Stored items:
————————

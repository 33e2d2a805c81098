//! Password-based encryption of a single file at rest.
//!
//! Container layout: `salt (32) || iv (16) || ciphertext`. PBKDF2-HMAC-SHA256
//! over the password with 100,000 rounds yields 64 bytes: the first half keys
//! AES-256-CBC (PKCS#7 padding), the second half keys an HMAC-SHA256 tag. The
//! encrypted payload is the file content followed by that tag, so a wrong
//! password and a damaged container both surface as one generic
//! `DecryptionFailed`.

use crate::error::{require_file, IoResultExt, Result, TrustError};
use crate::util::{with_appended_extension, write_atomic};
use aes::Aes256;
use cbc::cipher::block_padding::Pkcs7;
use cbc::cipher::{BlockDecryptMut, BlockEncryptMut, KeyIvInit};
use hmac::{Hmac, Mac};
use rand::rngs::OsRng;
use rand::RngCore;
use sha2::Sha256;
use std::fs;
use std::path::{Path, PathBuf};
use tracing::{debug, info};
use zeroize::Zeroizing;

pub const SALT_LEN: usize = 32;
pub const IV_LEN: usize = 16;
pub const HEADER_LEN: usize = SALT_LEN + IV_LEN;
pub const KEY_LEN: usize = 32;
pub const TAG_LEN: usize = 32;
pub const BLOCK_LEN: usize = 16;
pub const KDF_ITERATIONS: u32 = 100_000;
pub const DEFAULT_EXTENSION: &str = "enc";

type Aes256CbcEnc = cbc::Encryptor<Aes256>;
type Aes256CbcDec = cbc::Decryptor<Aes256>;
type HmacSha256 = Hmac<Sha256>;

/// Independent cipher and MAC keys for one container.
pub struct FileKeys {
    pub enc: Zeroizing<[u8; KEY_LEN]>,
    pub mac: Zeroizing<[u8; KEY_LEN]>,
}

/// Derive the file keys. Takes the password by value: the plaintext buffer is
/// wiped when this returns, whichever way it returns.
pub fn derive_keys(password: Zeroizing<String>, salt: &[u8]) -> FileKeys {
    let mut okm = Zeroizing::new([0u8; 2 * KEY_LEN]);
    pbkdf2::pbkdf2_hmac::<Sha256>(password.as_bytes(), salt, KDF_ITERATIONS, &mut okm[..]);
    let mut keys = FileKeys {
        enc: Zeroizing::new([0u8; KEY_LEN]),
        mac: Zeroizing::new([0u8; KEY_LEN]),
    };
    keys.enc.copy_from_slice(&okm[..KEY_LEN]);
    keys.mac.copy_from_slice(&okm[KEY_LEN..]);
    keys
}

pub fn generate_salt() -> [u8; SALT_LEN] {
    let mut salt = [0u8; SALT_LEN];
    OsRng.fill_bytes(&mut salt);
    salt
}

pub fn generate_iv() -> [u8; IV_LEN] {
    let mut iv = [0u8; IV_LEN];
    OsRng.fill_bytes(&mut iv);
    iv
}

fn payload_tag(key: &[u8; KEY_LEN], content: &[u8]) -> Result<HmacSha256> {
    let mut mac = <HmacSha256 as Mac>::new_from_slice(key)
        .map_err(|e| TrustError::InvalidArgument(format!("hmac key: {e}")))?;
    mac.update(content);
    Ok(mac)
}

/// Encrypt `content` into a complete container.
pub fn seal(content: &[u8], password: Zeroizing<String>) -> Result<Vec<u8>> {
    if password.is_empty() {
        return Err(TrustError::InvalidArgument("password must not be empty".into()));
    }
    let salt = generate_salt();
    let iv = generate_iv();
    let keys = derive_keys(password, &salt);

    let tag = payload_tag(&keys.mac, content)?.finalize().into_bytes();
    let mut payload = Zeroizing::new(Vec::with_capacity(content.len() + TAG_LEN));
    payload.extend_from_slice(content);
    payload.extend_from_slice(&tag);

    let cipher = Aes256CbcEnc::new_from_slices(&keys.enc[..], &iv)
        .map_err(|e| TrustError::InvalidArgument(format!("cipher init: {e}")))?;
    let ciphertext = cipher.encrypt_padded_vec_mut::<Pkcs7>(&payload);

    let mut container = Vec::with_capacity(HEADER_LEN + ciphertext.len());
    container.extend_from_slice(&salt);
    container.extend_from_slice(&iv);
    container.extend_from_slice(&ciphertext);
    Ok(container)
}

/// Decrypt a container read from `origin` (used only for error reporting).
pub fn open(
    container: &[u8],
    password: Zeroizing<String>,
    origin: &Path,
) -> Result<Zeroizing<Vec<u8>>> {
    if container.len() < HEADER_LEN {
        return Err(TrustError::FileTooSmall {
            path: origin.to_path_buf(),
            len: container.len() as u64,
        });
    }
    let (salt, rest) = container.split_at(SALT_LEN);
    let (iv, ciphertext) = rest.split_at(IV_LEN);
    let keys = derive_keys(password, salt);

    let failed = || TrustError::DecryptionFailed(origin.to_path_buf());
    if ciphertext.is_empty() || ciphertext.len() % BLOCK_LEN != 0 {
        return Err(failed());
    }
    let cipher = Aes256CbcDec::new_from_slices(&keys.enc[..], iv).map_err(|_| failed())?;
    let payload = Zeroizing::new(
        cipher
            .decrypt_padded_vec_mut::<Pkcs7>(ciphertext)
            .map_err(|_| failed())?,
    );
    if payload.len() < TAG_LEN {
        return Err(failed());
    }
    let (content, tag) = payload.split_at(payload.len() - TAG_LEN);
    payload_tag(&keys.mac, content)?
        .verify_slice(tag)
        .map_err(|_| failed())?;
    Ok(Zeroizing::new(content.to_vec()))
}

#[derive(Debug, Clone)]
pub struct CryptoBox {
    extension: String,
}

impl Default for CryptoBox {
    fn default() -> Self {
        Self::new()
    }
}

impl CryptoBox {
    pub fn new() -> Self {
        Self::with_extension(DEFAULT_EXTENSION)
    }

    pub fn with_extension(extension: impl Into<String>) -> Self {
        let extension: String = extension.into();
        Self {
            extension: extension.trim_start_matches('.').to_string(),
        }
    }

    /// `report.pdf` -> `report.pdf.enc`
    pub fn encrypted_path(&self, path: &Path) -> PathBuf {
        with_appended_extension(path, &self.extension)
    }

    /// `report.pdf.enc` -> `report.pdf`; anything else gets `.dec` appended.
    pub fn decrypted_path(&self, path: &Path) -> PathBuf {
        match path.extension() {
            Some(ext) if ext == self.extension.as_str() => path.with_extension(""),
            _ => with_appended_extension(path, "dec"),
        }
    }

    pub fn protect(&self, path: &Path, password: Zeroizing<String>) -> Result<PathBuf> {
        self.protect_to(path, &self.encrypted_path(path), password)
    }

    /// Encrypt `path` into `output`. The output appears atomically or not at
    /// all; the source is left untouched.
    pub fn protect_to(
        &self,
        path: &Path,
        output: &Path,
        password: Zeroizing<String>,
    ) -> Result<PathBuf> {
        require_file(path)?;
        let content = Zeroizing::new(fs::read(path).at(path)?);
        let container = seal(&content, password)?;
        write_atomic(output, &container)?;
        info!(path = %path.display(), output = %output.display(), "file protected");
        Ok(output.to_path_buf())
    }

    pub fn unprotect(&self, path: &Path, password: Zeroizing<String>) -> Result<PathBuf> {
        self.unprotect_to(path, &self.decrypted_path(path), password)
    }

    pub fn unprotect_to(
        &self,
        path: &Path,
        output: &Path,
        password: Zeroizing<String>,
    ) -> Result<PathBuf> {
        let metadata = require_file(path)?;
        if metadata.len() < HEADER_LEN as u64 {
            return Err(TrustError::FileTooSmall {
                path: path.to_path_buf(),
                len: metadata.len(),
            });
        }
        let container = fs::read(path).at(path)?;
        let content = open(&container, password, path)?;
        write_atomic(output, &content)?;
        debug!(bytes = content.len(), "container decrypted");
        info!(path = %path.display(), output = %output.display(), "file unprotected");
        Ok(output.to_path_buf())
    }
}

————————

Print every record above exactly as written.

repository 33e2d2a805c81098
//! Password-based encryption of a single file at rest.
//!
//! Container layout: `salt (32) || iv (16) || ciphertext`. PBKDF2-HMAC-SHA256
//! over the password with 100,000 rounds yields 64 bytes: the first half keys
//! AES-256-CBC (PKCS#7 padding), the second half keys an HMAC-SHA256 tag. The
//! encrypted payload is the file content followed by that tag, so a wrong
//! password and a damaged container both surface as one generic
//! `DecryptionFailed`.

use crate::error::{require_file, IoResultExt, Result, TrustError};
use crate::util::{with_appended_extension, write_atomic};
use aes::Aes256;
use cbc::cipher::block_padding::Pkcs7;
use cbc::cipher::{BlockDecryptMut, BlockEncryptMut, KeyIvInit};
use hmac::{Hmac, Mac};
use rand::rngs::OsRng;
use rand::RngCore;
use sha2::Sha256;
use std::fs;
use std::path::{Path, PathBuf};
use tracing::{debug, info};
use zeroize::Zeroizing;

pub const SALT_LEN: usize = 32;
pub const IV_LEN: usize = 16;
pub const HEADER_LEN: usize = SALT_LEN + IV_LEN;
pub const KEY_LEN: usize = 32;
pub const TAG_LEN: usize = 32;
pub const BLOCK_LEN: usize = 16;
pub const KDF_ITERATIONS: u32 = 100_000;
pub const DEFAULT_EXTENSION: &str = "enc";

type Aes256CbcEnc = cbc::Encryptor<Aes256>;
type Aes256CbcDec = cbc::Decryptor<Aes256>;
type HmacSha256 = Hmac<Sha256>;

/// Independent cipher and MAC keys for one container.
pub struct FileKeys {
    pub enc: Zeroizing<[u8; KEY_LEN]>,
    pub mac: Zeroizing<[u8; KEY_LEN]>,
}

/// Derive the file keys. Takes the password by value: the plaintext buffer is
/// wiped when this returns, whichever way it returns.
pub fn derive_keys(password: Zeroizing<String>, salt: &[u8]) -> FileKeys {
    let mut okm = Zeroizing::new([0u8; 2 * KEY_LEN]);
    pbkdf2::pbkdf2_hmac::<Sha256>(password.as_bytes(), salt, KDF_ITERATIONS, &mut okm[..]);
    let mut keys = FileKeys {
        enc: Zeroizing::new([0u8; KEY_LEN]),
        mac: Zeroizing::new([0u8; KEY_LEN]),
    };
    keys.enc.copy_from_slice(&okm[..KEY_LEN]);
    keys.mac.copy_from_slice(&okm[KEY_LEN..]);
    keys
}

pub fn generate_salt() -> [u8; SALT_LEN] {
    let mut salt = [0u8; SALT_LEN];
    OsRng.fill_bytes(&mut salt);
    salt
}

pub fn generate_iv() -> [u8; IV_LEN] {
    let mut iv = [0u8; IV_LEN];
    OsRng.fill_bytes(&mut iv);
    iv
}

fn payload_tag(key: &[u8; KEY_LEN], content: &[u8]) -> Result<HmacSha256> {
    let mut mac = <HmacSha256 as Mac>::new_from_slice(key)
        .map_err(|e| TrustError::InvalidArgument(format!("hmac key: {e}")))?;
    mac.update(content);
    Ok(mac)
}

/// Encrypt `content` into a complete container.
pub fn seal(content: &[u8], password: Zeroizing<String>) -> Result<Vec<u8>> {
    if password.is_empty() {
        return Err(TrustError::InvalidArgument("password must not be empty".into()));
    }
    let salt = generate_salt();
    let iv = generate_iv();
    let keys = derive_keys(password, &salt);

    let tag = payload_tag(&keys.mac, content)?.finalize().into_bytes();
    let mut payload = Zeroizing::new(Vec::with_capacity(content.len() + TAG_LEN));
    payload.extend_from_slice(content);
    payload.extend_from_slice(&tag);

    let cipher = Aes256CbcEnc::new_from_slices(&keys.enc[..], &iv)
        .map_err(|e| TrustError::InvalidArgument(format!("cipher init: {e}")))?;
    let ciphertext = cipher.encrypt_padded_vec_mut::<Pkcs7>(&payload);

    let mut container = Vec::with_capacity(HEADER_LEN + ciphertext.len());
    container.extend_from_slice(&salt);
    container.extend_from_slice(&iv);
    container.extend_from_slice(&ciphertext);
    Ok(container)
}

/// Decrypt a container read from `origin` (used only for error reporting).
pub fn open(
    container: &[u8],
    password: Zeroizing<String>,
    origin: &Path,
) -> Result<Zeroizing<Vec<u8>>> {
    if container.len() < HEADER_LEN {
        return Err(TrustError::FileTooSmall {
            path: origin.to_path_buf(),
            len: container.len() as u64,
        });
    }
    let (salt, rest) = container.split_at(SALT_LEN);
    let (iv, ciphertext) = rest.split_at(IV_LEN);
    let keys = derive_keys(password, salt);

    let failed = || TrustError::DecryptionFailed(origin.to_path_buf());
    if ciphertext.is_empty() || ciphertext.len() % BLOCK_LEN != 0 {
        return Err(failed());
    }
    let cipher = Aes256CbcDec::new_from_slices(&keys.enc[..], iv).map_err(|_| failed())?;
    let payload = Zeroizing::new(
        cipher
            .decrypt_padded_vec_mut::<Pkcs7>(ciphertext)
            .map_err(|_| failed())?,
    );
    if payload.len() < TAG_LEN {
        return Err(failed());
    }
    let (content, tag) = payload.split_at(payload.len() - TAG_LEN);
    payload_tag(&keys.mac, content)?
        .verify_slice(tag)
        .map_err(|_| failed())?;
    Ok(Zeroizing::new(content.to_vec()))
}

#[derive(Debug, Clone)]
pub struct CryptoBox {
    extension: String,
}

impl Default for CryptoBox {
    fn default() -> Self {
        Self::new()
    }
}

impl CryptoBox {
    pub fn new() -> Self {
        Self::with_extension(DEFAULT_EXTENSION)
    }

    pub fn with_extension(extension: impl Into<String>) -> Self {
        let extension: String = extension.into();
        Self {
            extension: extension.trim_start_matches('.').to_string(),
        }
    }

    /// `report.pdf` -> `report.pdf.enc`
    pub fn encrypted_path(&self, path: &Path) -> PathBuf {
        with_appended_extension(path, &self.extension)
    }

    /// `report.pdf.enc` -> `report.pdf`; anything else gets `.dec` appended.
    pub fn decrypted_path(&self, path: &Path) -> PathBuf {
        match path.extension() {
            Some(ext) if ext == self.extension.as_str() => path.with_extension(""),
            _ => with_appended_extension(path, "dec"),
        }
    }

    pub fn protect(&self, path: &Path, password: Zeroizing<String>) -> Result<PathBuf> {
        self.protect_to(path, &self.encrypted_path(path), password)
    }

    /// Encrypt `path` into `output`. The output appears atomically or not at
    /// all; the source is left untouched.
    pub fn protect_to(
        &self,
        path: &Path,
        output: &Path,
        password: Zeroizing<String>,
    ) -> Result<PathBuf> {
        require_file(path)?;
        let content = Zeroizing::new(fs::read(path).at(path)?);
        let container = seal(&content, password)?;
        write_atomic(output, &container)?;
        info!(path = %path.display(), output = %output.display(), "file protected");
        Ok(output.to_path_buf())
    }

    pub fn unprotect(&self, path: &Path, password: Zeroizing<String>) -> Result<PathBuf> {
        self.unprotect_to(path, &self.decrypted_path(path), password)
    }

    pub fn unprotect_to(
        &self,
        path: &Path,
        output: &Path,
        password: Zeroizing<String>,
    ) -> Result<PathBuf> {
        let metadata = require_file(path)?;
        if metadata.len() < HEADER_LEN as u64 {
            return Err(TrustError::FileTooSmall {
                path: path.to_path_buf(),
                len: metadata.len(),
            });
        }
        let container = fs::read(path).at(path)?;
        let content = open(&container, password, path)?;
        write_atomic(output, &content)?;
        debug!(bytes = content.len(), "container decrypted");
        info!(path = %path.display(), output = %output.display(), "file unprotected");
        Ok(output.to_path_buf())
    }
}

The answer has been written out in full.